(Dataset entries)
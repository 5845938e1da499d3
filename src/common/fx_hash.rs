//! Fast, non-cryptographic hash map/set aliases used throughout the crate.
//!
//! Block and variable counts in a single procedure are small, so the exact
//! hashing algorithm barely matters for correctness, but `rustc-hash`'s
//! `FxHasher` avoids the SipHash setup cost the standard library's default
//! hasher pays on every map, which matters when the solver rebuilds state
//! maps every round.

pub use rustc_hash::{FxHashMap, FxHashSet};
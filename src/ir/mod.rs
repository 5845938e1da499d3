//! The IR data model consumed by the analyses (spec.md §3).
//!
//! A `Function` is an ordered collection of basic blocks; each block has a
//! stable label, an instruction stream, and a terminator. This module only
//! owns the data — it never parses text (see `crate::ir_text`) and never
//! runs an analysis (see `crate::domain`, `crate::transfer`, `crate::solver`).

pub mod view;

use crate::common::fx_hash::FxHashMap;

pub use view::IrView;

/// Index of a block within `Function::blocks`, used as the solver's map key.
/// Cheaper to copy and hash than the block's textual label.
#[derive(Debug, Clone, Copy, PartialEq, Eq, PartialOrd, Ord, Hash)]
pub struct BlockId(pub usize);

#[derive(Debug, Clone, Copy, PartialEq, Eq)]
pub enum BinOp {
    Add,
    Sub,
    Mul,
    SDiv,
    SRem,
}

#[derive(Debug, Clone, Copy, PartialEq, Eq)]
pub enum IcmpPred {
    Eq,
    Ne,
    Sgt,
    Slt,
    Sge,
    Sle,
}

impl IcmpPred {
    /// The predicate that holds on the *other* edge of a conditional branch.
    pub fn negate(self) -> IcmpPred {
        match self {
            IcmpPred::Eq => IcmpPred::Ne,
            IcmpPred::Ne => IcmpPred::Eq,
            IcmpPred::Sgt => IcmpPred::Sle,
            IcmpPred::Slt => IcmpPred::Sge,
            IcmpPred::Sge => IcmpPred::Slt,
            IcmpPred::Sle => IcmpPred::Sgt,
        }
    }
}

/// An instruction operand: either a reference to another instruction's
/// result (a virtual register, which may itself name a stack slot produced
/// by `alloc-slot`), or a sign-extended integer constant.
#[derive(Debug, Clone, PartialEq, Eq)]
pub enum Operand {
    Reg(String),
    Const(i64),
}

impl Operand {
    pub fn as_reg(&self) -> Option<&str> {
        match self {
            Operand::Reg(name) => Some(name.as_str()),
            Operand::Const(_) => None,
        }
    }
}

#[derive(Debug, Clone, PartialEq, Eq)]
pub enum Opcode {
    AllocSlot,
    Store { value: Operand, slot: Operand },
    Load { slot: Operand },
    Binary { op: BinOp, lhs: Operand, rhs: Operand },
    Icmp { pred: IcmpPred, lhs: Operand, rhs: Operand },
}

/// A single instruction. `name` is the virtual-register name the
/// instruction's result is bound to; `alloc-slot` binds `name` to the local
/// variable's identity, per spec.md §3 ("Each local is identified by the
/// textual name of its `alloc-slot` instruction").
#[derive(Debug, Clone, PartialEq, Eq)]
pub struct Instruction {
    pub name: Option<String>,
    pub opcode: Opcode,
}

impl Instruction {
    /// The name an `alloc-slot` instruction allocates, if this is one.
    pub fn slot_name(&self) -> Option<&str> {
        match self.opcode {
            Opcode::AllocSlot => self.name.as_deref(),
            _ => None,
        }
    }
}

#[derive(Debug, Clone, PartialEq, Eq)]
pub enum Terminator {
    CondBr { cond: Operand, then_block: BlockId, else_block: BlockId },
    Br(BlockId),
    Ret,
}

impl Terminator {
    pub fn successors(&self) -> Vec<BlockId> {
        match self {
            Terminator::CondBr { then_block, else_block, .. } => vec![*then_block, *else_block],
            Terminator::Br(target) => vec![*target],
            Terminator::Ret => vec![],
        }
    }
}

#[derive(Debug, Clone)]
pub struct Block {
    pub label: String,
    pub instructions: Vec<Instruction>,
    pub terminator: Terminator,
}

/// A single procedure: an ordered collection of basic blocks plus the
/// predecessor/successor indices built once at construction time so the
/// solver never has to re-derive them each round.
#[derive(Debug, Clone)]
pub struct Function {
    blocks: Vec<Block>,
    ids: Vec<BlockId>,
    successors: Vec<Vec<BlockId>>,
    predecessors: Vec<Vec<BlockId>>,
    label_to_id: FxHashMap<String, BlockId>,
}

impl Function {
    pub fn new(blocks: Vec<Block>) -> Self {
        let ids: Vec<BlockId> = (0..blocks.len()).map(BlockId).collect();
        let successors: Vec<Vec<BlockId>> =
            blocks.iter().map(|b| b.terminator.successors()).collect();

        let mut predecessors: Vec<Vec<BlockId>> = vec![Vec::new(); blocks.len()];
        for (idx, succs) in successors.iter().enumerate() {
            for &succ in succs {
                predecessors[succ.0].push(BlockId(idx));
            }
        }

        let label_to_id = blocks
            .iter()
            .enumerate()
            .map(|(idx, b)| (b.label.clone(), BlockId(idx)))
            .collect();

        Self { blocks, ids, successors, predecessors, label_to_id }
    }

    pub fn entry(&self) -> Option<BlockId> {
        self.ids.first().copied()
    }

    pub fn block_id_for_label(&self, label: &str) -> Option<BlockId> {
        self.label_to_id.get(label).copied()
    }
}

impl IrView for Function {
    fn blocks(&self) -> &[BlockId] {
        &self.ids
    }

    fn label(&self, block: BlockId) -> &str {
        &self.blocks[block.0].label
    }

    fn instructions(&self, block: BlockId) -> &[Instruction] {
        &self.blocks[block.0].instructions
    }

    fn terminator(&self, block: BlockId) -> &Terminator {
        &self.blocks[block.0].terminator
    }

    fn successors(&self, block: BlockId) -> &[BlockId] {
        &self.successors[block.0]
    }

    fn predecessors(&self, block: BlockId) -> &[BlockId] {
        &self.predecessors[block.0]
    }
}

- _WHAT YOU SHOULD DO_
Look through the records above for the string "common", then copy every line that has it.

- _TASK SOLUTION_
filename src/common/fx_hash.rs
use crate::common::fx_hash::FxHashMap;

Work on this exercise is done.